Exercise brief>
The expected output is each line below containing "captions", copied in full.

Excerpted records>
/*!
 * Tests for the TTAF1 to WebVTT converter
 */

use ttaf2vtt::converters::{ConversionStats, IdPolicy, TtafConverter, WebVttConverter};
use ttaf2vtt::errors::WebVttError;
use ttaf2vtt::file_utils::MemoryFileSystem;
use crate::common;

fn ids(vtt: &ttaf2vtt::WebVttFile) -> Vec<String> {
    vtt.cues().iter().map(|c| c.id().to_string()).collect()
}

#[test]
fn test_convert_withValidSource_shouldBuildAllCues() {
    common::init_logger();
    let converter = TtafConverter::from_xml("valid.xml", common::VALID_TTAF);

    let vtt = converter.convert().unwrap();

    assert_eq!(ids(&vtt), vec!["1", "2", "3"]);
    let cues = vtt.cues();
    assert_eq!(cues[0].start_time(), "00:00:01.000");
    assert_eq!(cues[0].end_time(), "00:00:04.000");
    assert_eq!(cues[0].text(), "Hello");
    assert_eq!(cues[1].start_time(), "00:00:05.000");
    assert_eq!(cues[1].end_time(), "00:00:07.250");
    assert_eq!(cues[2].start_time(), "01:00:10.500");
    assert_eq!(cues[2].end_time(), "01:00:12.000");
    assert_eq!(cues[2].text(), "Third cue");
}

#[test]
fn test_convert_withBadCue_shouldSkipAndKeepPositionalIds() {
    common::init_logger();
    let converter = TtafConverter::from_xml("bad.xml", common::TTAF_WITH_BAD_CUE);

    let (vtt, stats) = converter.convert_with_stats().unwrap();

    assert_eq!(stats, ConversionStats { converted: 2, skipped: 1 });
    assert_eq!(ids(&vtt), vec!["1", "3"]);
    assert_eq!(vtt.cues()[1].text(), "Third line");
    assert_eq!(vtt.cues()[1].start_time(), "00:00:09.500");
    assert_eq!(vtt.cues()[1].end_time(), "00:00:12.000");
}

#[test]
fn test_convert_withBadCueAndSequentialPolicy_shouldRenumber() {
    let converter = TtafConverter::from_xml("bad.xml", common::TTAF_WITH_BAD_CUE)
        .with_id_policy(IdPolicy::Sequential);

    let vtt = converter.convert().unwrap();

    assert_eq!(ids(&vtt), vec!["1", "2"]);
}

#[test]
fn test_convert_withTimeFailingCueValidation_shouldSkipCue() {
    let xml = r#"<tt><body><div>
        <p begin="aa:bb" end="00:02">Invalid after normalization</p>
        <p begin="00:02" end="00:03">Kept</p>
    </div></body></tt>"#;

    let (vtt, stats) = TtafConverter::from_xml("inline", xml).convert_with_stats().unwrap();

    assert_eq!(stats.skipped, 1);
    assert_eq!(ids(&vtt), vec!["2"]);
}

#[test]
fn test_convert_withNonAsciiDigitTimes_shouldSkipCue() {
    let xml = r#"<tt><body><div>
        <p begin="١:٢" end="00:03">Arabic-Indic digits</p>
        <p begin="00:03" end="00:04">Kept</p>
    </div></body></tt>"#;

    let (vtt, stats) = TtafConverter::from_xml("inline", xml).convert_with_stats().unwrap();

    assert_eq!(stats.skipped, 1);
    assert_eq!(ids(&vtt), vec!["2"]);
    assert_eq!(vtt.cues()[0].text(), "Kept");
}

#[test]
fn test_convert_withMissingAttributes_shouldSkipCue() {
    let xml = r#"<tt><body><div>
        <p end="00:02">No begin</p>
        <p begin="00:02">No end</p>
    </div></body></tt>"#;

    let (vtt, stats) = TtafConverter::from_xml("inline", xml).convert_with_stats().unwrap();

    assert!(vtt.is_empty());
    assert_eq!(stats, ConversionStats { converted: 0, skipped: 2 });
}

#[test]
fn test_convert_withMultilineText_shouldFlattenText() {
    let xml = "<tt><body><div><p begin=\"00:01\" end=\"00:02\">\n    Hello\n    world\n  </p></div></body></tt>";

    let vtt = TtafConverter::from_xml("inline", xml).convert().unwrap();

    assert_eq!(vtt.cues()[0].text(), "Hello    world");
}

#[test]
fn test_convert_withChildElements_shouldUseDirectTextOnly() {
    let xml = r#"<tt><body><div><p begin="00:01" end="00:02">Hi <span>there</span>you</p></div></body></tt>"#;

    let vtt = TtafConverter::from_xml("inline", xml).convert().unwrap();

    assert_eq!(vtt.cues()[0].text(), "Hi you");
}

#[test]
fn test_convert_withOtherNamespace_shouldMatchLocalNames() {
    let xml = r#"<tt:tt xmlns:tt="http://www.w3.org/ns/ttml"><tt:body><tt:div>
        <tt:p begin="00:00:01.000" end="00:00:02.000">Prefixed</tt:p>
    </tt:div></tt:body></tt:tt>"#;

    let vtt = TtafConverter::from_xml("inline", xml).convert().unwrap();

    assert_eq!(vtt.len(), 1);
    assert_eq!(vtt.cues()[0].text(), "Prefixed");
}

#[test]
fn test_convert_withOnlyFirstDiv_shouldIgnoreLaterDivs() {
    let xml = r#"<tt><body>
        <div><p begin="00:01" end="00:02">First div</p></div>
        <div><p begin="00:03" end="00:04">Second div</p></div>
    </body></tt>"#;

    let vtt = TtafConverter::from_xml("inline", xml).convert().unwrap();

    assert_eq!(vtt.len(), 1);
    assert_eq!(vtt.cues()[0].text(), "First div");
}

#[test]
fn test_convert_withMalformedXml_shouldFailWithXmlError() {
    let result = TtafConverter::from_xml("broken.xml", common::MALFORMED_TTAF).convert();
    assert!(matches!(result, Err(WebVttError::Xml(_))));
}

#[test]
fn test_convert_withoutDiv_shouldFailWithXmlError() {
    let result = TtafConverter::from_xml("nodiv.xml", "<tt><body/></tt>").convert();
    match result {
        Err(WebVttError::Xml(message)) => assert!(message.contains("nodiv.xml")),
        other => panic!("expected XML error, got {:?}", other),
    }
}

#[test]
fn test_fromFile_withUnreadableSource_shouldFailIo() {
    let fs = MemoryFileSystem::new();
    fs.add_file("in/locked.xml", common::VALID_TTAF);
    fs.set_unreadable("in/locked.xml");

    let result = TtafConverter::from_file("in/locked.xml", &fs);

    assert!(matches!(result, Err(WebVttError::Io { .. })));
}

#[test]
fn test_fromFile_withDirectoryPath_shouldFailIo() {
    let fs = MemoryFileSystem::new();
    fs.add_file("in/captions.xml/inner.xml", common::VALID_TTAF);

    let result = TtafConverter::from_file("in/captions.xml", &fs);

    match result {
        Err(WebVttError::Io { message, .. }) => assert!(message.contains("not a file")),
        other => panic!("expected I/O error, got {:?}", other),
    }
}

#[test]
fn test_fromFile_withReadableSource_shouldUsePathAsSourceName() {
    let fs = MemoryFileSystem::new();
    fs.add_file("in/valid.xml", common::VALID_TTAF);

    let converter = TtafConverter::from_file("in/valid.xml", &fs).unwrap();

    assert_eq!(converter.source_name(), "in/valid.xml");
    assert_eq!(converter.convert().unwrap().len(), 3);
}

#[test]
fn test_createCue_defaultFactory_shouldValidateTimes() {
    let converter = TtafConverter::from_xml("inline", "<tt/>");
    assert!(converter.create_cue("00:00:01.000", "00:00:02.000", "ok").is_ok());
    assert!(matches!(
        converter.create_cue("1:00", "00:00:02.000", "bad"),
        Err(WebVttError::Validation(_))
    ));
    assert!(converter.create_document().is_empty());
}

Task response>
    fs.add_file("in/captions.xml/inner.xml", common::VALID_TTAF);
    let result = TtafConverter::from_file("in/captions.xml", &fs);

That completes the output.